### EXERCISE DIRECTIONS
Keep only the lines that hold the string "created", filtering out the rest of the entries below.

### DATA LISTING
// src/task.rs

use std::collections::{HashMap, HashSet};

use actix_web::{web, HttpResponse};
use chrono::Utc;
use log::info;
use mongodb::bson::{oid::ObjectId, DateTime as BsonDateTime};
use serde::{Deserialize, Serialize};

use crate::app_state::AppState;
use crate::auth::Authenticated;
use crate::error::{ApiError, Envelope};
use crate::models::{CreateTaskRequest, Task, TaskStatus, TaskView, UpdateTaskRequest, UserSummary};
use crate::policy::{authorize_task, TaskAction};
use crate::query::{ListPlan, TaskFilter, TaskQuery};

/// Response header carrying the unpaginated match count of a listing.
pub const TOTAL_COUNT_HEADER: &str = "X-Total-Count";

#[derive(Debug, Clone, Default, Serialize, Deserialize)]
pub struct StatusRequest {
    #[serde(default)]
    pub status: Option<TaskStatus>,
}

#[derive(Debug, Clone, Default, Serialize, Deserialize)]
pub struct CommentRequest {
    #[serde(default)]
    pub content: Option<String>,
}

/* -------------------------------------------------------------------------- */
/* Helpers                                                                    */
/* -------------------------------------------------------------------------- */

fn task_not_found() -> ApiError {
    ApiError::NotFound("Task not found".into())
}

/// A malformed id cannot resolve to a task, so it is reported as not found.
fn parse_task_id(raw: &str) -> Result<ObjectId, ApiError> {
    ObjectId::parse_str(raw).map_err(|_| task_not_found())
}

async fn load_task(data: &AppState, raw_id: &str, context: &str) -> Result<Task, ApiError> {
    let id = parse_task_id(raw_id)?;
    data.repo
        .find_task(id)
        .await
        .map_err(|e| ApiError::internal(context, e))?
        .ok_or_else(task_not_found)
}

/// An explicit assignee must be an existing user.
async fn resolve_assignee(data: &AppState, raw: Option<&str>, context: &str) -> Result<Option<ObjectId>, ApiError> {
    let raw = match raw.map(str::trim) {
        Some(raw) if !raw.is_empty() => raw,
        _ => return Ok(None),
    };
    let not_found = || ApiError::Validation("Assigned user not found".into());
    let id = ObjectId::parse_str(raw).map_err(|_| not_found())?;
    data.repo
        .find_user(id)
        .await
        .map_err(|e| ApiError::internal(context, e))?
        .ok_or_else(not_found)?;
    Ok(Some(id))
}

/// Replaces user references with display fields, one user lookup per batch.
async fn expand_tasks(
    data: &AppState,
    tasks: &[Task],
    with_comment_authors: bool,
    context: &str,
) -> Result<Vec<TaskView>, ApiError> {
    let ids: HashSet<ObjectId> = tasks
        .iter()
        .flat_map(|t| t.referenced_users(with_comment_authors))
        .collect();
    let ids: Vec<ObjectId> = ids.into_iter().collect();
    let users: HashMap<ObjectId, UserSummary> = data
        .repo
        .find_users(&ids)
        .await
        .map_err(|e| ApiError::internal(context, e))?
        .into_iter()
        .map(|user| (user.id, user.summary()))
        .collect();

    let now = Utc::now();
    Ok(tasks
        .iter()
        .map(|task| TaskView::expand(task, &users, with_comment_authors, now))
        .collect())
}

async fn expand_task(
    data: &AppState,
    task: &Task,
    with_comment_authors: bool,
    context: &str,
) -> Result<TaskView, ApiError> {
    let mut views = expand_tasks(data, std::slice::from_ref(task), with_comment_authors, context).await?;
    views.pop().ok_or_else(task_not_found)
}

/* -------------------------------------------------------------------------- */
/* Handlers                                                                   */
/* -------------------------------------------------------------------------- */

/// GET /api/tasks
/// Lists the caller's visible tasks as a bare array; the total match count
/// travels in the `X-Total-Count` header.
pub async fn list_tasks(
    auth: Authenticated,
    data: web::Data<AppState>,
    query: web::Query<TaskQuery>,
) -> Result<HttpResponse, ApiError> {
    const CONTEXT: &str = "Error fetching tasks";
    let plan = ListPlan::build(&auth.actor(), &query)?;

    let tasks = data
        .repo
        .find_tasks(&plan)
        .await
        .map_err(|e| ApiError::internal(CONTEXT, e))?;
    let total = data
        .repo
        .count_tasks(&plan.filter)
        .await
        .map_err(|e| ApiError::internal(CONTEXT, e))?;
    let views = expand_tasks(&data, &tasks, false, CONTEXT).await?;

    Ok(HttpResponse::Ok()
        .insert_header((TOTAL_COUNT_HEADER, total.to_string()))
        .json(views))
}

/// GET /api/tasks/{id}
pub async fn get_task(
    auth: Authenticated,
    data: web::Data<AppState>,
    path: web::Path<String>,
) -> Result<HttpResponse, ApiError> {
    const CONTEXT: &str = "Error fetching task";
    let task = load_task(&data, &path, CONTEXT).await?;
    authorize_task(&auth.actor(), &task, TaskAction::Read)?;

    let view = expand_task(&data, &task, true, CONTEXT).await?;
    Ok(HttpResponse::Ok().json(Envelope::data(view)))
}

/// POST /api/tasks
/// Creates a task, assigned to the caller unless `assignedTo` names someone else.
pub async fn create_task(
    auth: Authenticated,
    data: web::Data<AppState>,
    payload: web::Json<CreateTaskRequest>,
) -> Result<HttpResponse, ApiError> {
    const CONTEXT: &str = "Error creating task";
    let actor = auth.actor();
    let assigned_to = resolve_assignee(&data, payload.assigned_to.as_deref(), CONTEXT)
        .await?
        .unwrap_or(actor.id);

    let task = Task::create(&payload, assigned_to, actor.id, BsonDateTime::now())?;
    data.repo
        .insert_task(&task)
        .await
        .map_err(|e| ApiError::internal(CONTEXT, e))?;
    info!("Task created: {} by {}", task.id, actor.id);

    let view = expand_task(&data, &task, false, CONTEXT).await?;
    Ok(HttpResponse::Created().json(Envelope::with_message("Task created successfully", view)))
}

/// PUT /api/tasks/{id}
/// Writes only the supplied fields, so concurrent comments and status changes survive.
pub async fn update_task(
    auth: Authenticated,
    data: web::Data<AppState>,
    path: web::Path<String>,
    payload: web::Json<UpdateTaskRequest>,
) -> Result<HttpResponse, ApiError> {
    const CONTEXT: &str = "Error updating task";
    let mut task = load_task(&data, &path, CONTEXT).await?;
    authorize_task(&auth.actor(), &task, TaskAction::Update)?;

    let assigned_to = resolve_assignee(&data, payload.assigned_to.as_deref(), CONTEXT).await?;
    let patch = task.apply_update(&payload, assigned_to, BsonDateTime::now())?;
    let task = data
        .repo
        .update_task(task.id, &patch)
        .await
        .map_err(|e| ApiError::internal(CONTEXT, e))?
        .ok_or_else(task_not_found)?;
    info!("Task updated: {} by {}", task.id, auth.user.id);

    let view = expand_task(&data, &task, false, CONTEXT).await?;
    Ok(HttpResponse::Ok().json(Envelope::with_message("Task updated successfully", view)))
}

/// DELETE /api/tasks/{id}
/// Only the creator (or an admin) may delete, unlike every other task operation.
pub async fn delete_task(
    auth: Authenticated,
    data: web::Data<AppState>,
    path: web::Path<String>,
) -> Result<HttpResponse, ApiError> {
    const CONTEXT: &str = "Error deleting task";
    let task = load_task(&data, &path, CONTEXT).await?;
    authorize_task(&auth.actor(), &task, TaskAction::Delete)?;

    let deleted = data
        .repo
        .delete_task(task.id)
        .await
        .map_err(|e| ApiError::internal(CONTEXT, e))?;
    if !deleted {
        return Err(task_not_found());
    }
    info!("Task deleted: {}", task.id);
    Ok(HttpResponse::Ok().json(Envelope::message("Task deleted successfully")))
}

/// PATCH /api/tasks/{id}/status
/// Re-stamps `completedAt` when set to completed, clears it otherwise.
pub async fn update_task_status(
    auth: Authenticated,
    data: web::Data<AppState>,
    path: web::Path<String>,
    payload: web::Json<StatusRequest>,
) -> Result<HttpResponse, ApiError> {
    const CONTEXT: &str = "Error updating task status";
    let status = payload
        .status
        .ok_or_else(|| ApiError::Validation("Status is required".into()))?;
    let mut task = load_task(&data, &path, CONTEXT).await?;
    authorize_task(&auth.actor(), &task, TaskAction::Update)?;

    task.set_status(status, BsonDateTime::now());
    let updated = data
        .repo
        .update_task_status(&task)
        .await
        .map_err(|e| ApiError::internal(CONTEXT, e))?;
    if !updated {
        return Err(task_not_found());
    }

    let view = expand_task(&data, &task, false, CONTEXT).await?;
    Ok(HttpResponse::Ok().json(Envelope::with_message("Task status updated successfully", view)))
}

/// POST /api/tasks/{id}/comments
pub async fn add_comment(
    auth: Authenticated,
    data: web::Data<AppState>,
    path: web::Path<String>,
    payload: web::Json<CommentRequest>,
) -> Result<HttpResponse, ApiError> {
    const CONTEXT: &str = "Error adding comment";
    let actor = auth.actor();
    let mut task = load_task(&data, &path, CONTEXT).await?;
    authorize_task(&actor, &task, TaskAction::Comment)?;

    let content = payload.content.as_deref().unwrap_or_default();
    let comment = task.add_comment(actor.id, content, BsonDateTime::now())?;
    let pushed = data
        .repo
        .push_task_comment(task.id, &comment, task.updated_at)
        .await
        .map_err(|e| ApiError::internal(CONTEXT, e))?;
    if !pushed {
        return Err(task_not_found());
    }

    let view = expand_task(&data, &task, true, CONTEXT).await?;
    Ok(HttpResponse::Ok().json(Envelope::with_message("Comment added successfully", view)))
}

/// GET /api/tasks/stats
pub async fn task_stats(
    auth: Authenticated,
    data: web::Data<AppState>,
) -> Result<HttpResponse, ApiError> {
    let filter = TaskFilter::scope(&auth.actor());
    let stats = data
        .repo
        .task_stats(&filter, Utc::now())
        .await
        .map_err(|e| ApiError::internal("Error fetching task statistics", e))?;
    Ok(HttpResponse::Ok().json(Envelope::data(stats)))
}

* * *

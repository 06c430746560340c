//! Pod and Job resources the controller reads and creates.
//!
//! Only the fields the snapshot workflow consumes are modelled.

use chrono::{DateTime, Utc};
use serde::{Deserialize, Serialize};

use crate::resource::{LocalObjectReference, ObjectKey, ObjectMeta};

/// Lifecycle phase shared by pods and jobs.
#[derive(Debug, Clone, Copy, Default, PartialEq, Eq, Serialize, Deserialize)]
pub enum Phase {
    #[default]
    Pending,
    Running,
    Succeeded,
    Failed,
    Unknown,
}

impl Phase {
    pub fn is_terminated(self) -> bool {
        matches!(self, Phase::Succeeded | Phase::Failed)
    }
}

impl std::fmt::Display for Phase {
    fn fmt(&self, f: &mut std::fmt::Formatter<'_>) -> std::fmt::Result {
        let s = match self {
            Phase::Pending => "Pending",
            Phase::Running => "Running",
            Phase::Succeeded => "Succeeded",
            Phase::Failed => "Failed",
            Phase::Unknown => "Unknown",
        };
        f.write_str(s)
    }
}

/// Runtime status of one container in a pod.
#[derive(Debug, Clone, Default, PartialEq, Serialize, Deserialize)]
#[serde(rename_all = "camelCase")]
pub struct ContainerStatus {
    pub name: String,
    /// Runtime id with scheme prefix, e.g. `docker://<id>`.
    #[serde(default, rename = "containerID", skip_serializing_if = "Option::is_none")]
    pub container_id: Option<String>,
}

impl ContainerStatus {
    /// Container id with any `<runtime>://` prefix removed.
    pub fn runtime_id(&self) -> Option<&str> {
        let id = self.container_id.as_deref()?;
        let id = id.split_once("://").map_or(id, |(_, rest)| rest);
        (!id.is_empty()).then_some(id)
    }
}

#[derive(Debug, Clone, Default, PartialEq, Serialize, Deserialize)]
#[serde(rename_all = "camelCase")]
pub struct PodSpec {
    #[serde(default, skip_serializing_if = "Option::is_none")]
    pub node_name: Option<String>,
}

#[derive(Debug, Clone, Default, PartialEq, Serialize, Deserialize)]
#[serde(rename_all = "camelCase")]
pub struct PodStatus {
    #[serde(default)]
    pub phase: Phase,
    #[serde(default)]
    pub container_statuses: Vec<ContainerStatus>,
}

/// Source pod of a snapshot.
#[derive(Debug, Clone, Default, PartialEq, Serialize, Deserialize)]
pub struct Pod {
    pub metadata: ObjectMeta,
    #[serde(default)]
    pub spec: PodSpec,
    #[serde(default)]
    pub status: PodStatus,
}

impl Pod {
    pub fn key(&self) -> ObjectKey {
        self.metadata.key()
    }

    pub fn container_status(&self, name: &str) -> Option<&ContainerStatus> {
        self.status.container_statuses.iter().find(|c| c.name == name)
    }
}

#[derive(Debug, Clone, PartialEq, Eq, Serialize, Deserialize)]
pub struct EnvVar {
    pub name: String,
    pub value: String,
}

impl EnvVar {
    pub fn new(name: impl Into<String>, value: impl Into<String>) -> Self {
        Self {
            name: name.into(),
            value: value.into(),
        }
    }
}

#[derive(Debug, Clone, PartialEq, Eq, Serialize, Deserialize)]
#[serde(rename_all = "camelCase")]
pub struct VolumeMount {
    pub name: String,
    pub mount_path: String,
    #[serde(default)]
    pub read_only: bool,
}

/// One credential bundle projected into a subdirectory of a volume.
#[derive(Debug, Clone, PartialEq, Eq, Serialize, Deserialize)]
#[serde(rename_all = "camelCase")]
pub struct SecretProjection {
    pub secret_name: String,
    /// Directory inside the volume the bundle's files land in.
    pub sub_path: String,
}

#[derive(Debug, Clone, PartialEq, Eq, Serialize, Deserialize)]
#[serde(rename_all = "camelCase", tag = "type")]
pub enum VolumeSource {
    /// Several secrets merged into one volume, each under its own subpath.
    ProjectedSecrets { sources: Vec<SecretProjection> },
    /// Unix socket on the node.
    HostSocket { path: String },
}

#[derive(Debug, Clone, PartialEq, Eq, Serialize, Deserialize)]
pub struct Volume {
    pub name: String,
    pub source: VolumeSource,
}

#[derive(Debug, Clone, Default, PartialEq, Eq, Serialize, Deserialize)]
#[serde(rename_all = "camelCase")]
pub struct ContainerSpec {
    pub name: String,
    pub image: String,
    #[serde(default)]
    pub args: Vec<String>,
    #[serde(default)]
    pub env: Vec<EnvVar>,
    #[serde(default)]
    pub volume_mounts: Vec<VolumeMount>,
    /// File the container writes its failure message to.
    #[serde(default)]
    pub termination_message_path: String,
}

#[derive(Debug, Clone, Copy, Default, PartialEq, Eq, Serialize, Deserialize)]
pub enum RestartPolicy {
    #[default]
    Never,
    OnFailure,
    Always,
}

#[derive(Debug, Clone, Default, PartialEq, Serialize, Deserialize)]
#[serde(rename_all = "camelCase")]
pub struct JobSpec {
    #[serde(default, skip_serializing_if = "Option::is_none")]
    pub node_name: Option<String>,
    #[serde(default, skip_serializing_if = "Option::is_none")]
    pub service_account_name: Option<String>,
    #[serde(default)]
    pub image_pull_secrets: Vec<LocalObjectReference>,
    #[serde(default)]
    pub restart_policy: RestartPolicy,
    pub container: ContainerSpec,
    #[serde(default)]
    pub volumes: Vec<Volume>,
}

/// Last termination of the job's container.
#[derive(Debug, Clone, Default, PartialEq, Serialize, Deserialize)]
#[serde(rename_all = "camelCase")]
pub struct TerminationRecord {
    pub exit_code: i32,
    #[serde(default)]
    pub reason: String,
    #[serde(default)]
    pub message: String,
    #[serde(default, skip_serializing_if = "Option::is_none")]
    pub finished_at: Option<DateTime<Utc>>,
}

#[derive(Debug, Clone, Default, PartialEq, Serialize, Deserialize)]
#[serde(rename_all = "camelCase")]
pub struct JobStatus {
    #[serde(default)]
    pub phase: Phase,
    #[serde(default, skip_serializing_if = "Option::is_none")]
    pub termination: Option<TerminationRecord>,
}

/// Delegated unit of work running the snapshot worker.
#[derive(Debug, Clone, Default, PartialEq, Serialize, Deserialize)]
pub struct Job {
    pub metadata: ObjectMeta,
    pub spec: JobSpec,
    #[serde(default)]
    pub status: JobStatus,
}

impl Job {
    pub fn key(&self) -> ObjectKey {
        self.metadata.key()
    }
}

==

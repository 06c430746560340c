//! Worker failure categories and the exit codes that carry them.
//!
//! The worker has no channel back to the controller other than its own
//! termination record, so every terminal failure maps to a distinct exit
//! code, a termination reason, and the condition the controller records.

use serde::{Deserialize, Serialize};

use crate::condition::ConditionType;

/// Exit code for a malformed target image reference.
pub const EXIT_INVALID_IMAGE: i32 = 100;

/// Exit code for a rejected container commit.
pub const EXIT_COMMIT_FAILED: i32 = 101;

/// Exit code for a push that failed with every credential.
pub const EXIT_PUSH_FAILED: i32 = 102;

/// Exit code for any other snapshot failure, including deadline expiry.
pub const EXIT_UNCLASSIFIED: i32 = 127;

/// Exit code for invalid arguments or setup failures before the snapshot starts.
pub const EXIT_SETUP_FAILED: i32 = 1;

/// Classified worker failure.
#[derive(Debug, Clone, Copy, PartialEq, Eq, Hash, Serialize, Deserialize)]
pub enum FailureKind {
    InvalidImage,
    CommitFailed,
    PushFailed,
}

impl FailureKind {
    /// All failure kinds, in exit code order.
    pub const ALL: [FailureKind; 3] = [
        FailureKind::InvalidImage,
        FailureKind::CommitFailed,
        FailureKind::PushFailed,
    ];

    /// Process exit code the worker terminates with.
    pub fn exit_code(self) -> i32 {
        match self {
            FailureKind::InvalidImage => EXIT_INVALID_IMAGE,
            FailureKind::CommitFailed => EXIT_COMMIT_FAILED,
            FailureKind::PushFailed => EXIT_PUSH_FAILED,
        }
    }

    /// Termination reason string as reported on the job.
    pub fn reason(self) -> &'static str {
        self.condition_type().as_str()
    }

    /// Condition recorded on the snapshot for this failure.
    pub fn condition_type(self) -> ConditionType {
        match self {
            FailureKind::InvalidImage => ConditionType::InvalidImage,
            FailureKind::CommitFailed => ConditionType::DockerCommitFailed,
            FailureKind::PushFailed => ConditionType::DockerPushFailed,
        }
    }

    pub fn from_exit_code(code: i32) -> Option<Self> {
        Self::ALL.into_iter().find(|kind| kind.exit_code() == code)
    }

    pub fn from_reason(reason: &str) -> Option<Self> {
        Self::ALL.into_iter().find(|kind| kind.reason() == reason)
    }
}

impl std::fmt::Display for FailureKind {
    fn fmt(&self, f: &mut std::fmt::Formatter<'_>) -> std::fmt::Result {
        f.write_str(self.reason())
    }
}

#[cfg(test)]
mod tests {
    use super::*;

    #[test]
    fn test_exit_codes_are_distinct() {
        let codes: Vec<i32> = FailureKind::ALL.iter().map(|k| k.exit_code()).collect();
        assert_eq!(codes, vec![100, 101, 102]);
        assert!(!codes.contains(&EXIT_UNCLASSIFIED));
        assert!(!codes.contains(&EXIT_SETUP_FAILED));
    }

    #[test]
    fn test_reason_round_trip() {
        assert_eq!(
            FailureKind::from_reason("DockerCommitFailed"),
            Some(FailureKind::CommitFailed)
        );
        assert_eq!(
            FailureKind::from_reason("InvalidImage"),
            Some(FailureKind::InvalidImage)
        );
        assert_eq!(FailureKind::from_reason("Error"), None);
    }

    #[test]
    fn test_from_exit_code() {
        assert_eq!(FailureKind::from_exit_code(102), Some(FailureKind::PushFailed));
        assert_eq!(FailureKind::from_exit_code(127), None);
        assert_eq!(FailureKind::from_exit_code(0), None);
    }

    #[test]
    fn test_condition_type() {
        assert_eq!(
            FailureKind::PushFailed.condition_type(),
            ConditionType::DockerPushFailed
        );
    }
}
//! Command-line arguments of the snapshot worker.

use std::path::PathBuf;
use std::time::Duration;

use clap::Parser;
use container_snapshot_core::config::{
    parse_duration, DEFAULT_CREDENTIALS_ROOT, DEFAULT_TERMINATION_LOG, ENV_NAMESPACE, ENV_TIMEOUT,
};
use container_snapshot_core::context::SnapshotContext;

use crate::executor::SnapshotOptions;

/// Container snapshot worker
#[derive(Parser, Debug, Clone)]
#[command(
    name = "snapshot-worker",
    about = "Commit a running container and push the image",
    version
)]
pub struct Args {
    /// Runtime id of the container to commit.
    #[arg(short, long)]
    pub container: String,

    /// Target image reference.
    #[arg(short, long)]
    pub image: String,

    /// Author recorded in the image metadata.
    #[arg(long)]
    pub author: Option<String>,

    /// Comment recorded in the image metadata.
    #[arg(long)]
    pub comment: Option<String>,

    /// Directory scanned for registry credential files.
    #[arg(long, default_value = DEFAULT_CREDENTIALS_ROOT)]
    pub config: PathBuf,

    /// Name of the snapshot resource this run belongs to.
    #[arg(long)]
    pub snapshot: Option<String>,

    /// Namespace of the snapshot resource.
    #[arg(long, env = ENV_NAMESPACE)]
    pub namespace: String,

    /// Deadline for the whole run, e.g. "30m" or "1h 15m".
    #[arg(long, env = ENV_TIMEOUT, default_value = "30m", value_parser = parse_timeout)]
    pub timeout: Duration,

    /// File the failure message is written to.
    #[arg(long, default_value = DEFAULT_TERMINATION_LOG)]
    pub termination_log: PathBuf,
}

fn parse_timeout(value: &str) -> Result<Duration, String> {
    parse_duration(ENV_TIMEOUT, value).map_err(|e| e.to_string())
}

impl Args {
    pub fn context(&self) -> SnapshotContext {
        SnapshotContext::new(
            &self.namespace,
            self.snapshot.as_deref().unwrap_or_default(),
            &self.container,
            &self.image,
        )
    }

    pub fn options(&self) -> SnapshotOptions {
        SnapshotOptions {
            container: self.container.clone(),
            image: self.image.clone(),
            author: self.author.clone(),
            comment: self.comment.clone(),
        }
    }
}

### EXERCISE RESPONSE
    info!("Task created: {} by {}", task.id, actor.id);
    Ok(HttpResponse::Created().json(Envelope::with_message("Task created successfully", view)))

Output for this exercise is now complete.